* **Task instructions**: Output range, inclusive: from the line containing "Token::Number | Token::Dimension" to the line containing "LiteralKind::Integer => match". Restate those lines from the data below word for word and only those.

* **Data records**:
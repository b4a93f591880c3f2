//! logos-based lexer for arbitrary (non-token) CSS literal values.
//!
//! A literal is accepted only if it lexes to exactly one token of a kind the
//! property's category allows. `"227px"`, `"#ff00aa"` and `"calc(100% - 2rem)"`
//! are single tokens; `"1px solid"` or `"10foo"` are not.
//!
//! Token priority follows logos rules (longest match, then definition order):
//! - `10px` matches [`Token::Dimension`], not `Number` + `Ident`
//! - `rgb(0 0 0)` matches [`Token::Function`], not `Ident` + garbage; its
//!   arguments are consumed up to the matching `)` by a callback

use logos::Logos;

/// Literal value token.
#[derive(Logos, Debug, Clone, Copy, PartialEq, Eq)]
#[logos(skip r"[ \t\n\r\f]+")]
pub enum Token {
    /// Hex color: `#fff`, `#ff00aa`, `#ff00aa80`.
    #[regex(r"#[0-9a-fA-F]{3,8}")]
    HexColor,

    /// Function call with balanced arguments: `calc(100% - 2rem)`, `var(--gap)`,
    /// `calc((100% - 2rem) / 3)`.
    #[regex(r"[a-zA-Z][a-zA-Z0-9-]*\(", function_arguments)]
    Function,

    /// Number with a length or percentage unit: `10px`, `2.5rem`, `-1em`, `50%`.
    #[regex(r"-?([0-9]+(\.[0-9]+)?|\.[0-9]+)(px|rem|em|%|vw|vh|vmin|vmax|dvh|svh|ch|ex|pt|fr)")]
    Dimension,

    /// Unitless number, possibly negative.
    #[regex(r"-?([0-9]+(\.[0-9]+)?|\.[0-9]+)")]
    Number,

    /// Keyword or named color.
    #[regex(r"[a-zA-Z_][a-zA-Z0-9_-]*")]
    Ident,
}

/// Consume a function's arguments up to the matching `)`.
///
/// The lexer has already consumed the opening `(`. Unbalanced input is a lex error.
fn function_arguments(lex: &mut logos::Lexer<Token>) -> bool {
    let mut depth = 1usize;
    for (i, c) in lex.remainder().char_indices() {
        match c {
            '(' => depth += 1,
            ')' => {
                depth -= 1;
                if depth == 0 {
                    lex.bump(i + 1);
                    return true;
                }
            }
            _ => {}
        }
    }
    false
}

/// Which literal grammar a category accepts.
#[derive(Debug, Clone, Copy, PartialEq, Eq, Hash)]
pub enum LiteralKind {
    /// Lengths and percentages, unitless `0`, `auto`, and length-valued functions.
    Length,
    /// Hex colors, color functions, and named colors.
    Color,
    /// Unitless numbers or lengths (line-height).
    Number,
    /// Integers (z-index, numeric font-weight).
    Integer,
}

const LENGTH_FUNCTIONS: &[&str] = &["calc", "var", "min", "max", "clamp", "env"];
const COLOR_FUNCTIONS: &[&str] = &["rgb", "rgba", "hsl", "hsla", "hwb", "lab", "lch", "oklab", "oklch", "color-mix", "var"];

/// Tokenize a literal into `(Token, text)` pairs.
///
/// Returns `None` if any part of the input fails to lex.
pub fn tokenize(input: &str) -> Option<Vec<(Token, &str)>> {
    Token::lexer(input)
        .spanned()
        .map(|(result, span)| result.ok().map(|token| (token, &input[span])))
        .collect()
}

impl LiteralKind {
    /// Returns `true` if `raw` is a well-formed literal of this kind.
    pub fn accepts(self, raw: &str) -> bool {
        let Some(tokens) = tokenize(raw) else {
            return false;
        };
        let [(token, text)] = tokens.as_slice() else {
            return false;
        };
        let (token, text) = (*token, *text);

        match self {
            LiteralKind::Length => match token {
                Token::Dimension => true,
                Token::Number => is_zero(text),
                Token::Ident => text == "auto",
                Token::Function => function_in(text, LENGTH_FUNCTIONS),
                Token::HexColor => false,
            },
            LiteralKind::Color => match token {
                Token::HexColor => matches!(text.len() - 1, 3 | 4 | 6 | 8),
                Token::Function => function_in(text, COLOR_FUNCTIONS),
                Token::Ident => text.chars().all(|c| c.is_ascii_alphabetic()),
                Token::Dimension | Token::Number => false,
            },
            LiteralKind::Number => match token {
                Token::Number | Token::Dimension => true,
                Token::Function => function_in(text, LENGTH_FUNCTIONS),
                Token::Ident | Token::HexColor => false,
            },
            LiteralKind::Integer => match token {
                Token::Number => !text.contains('.'),
                Token::Function => function_in(text, LENGTH_FUNCTIONS),
                Token::Dimension | Token::Ident | Token::HexColor => false,
            },
        }
    }
}

fn is_zero(text: &str) -> bool {
    text.parse::<f64>().is_ok_and(|n| n == 0.0)
}

fn function_in(text: &str, names: &[&str]) -> bool {
    text.split_once('(')
        .is_some_and(|(name, _)| names.iter().any(|n| n.eq_ignore_ascii_case(name)))
}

* **Your response**:
                Token::Number | Token::Dimension => true,
                Token::Function => function_in(text, LENGTH_FUNCTIONS),
                Token::Ident | Token::HexColor => false,
            },
            LiteralKind::Integer => match token {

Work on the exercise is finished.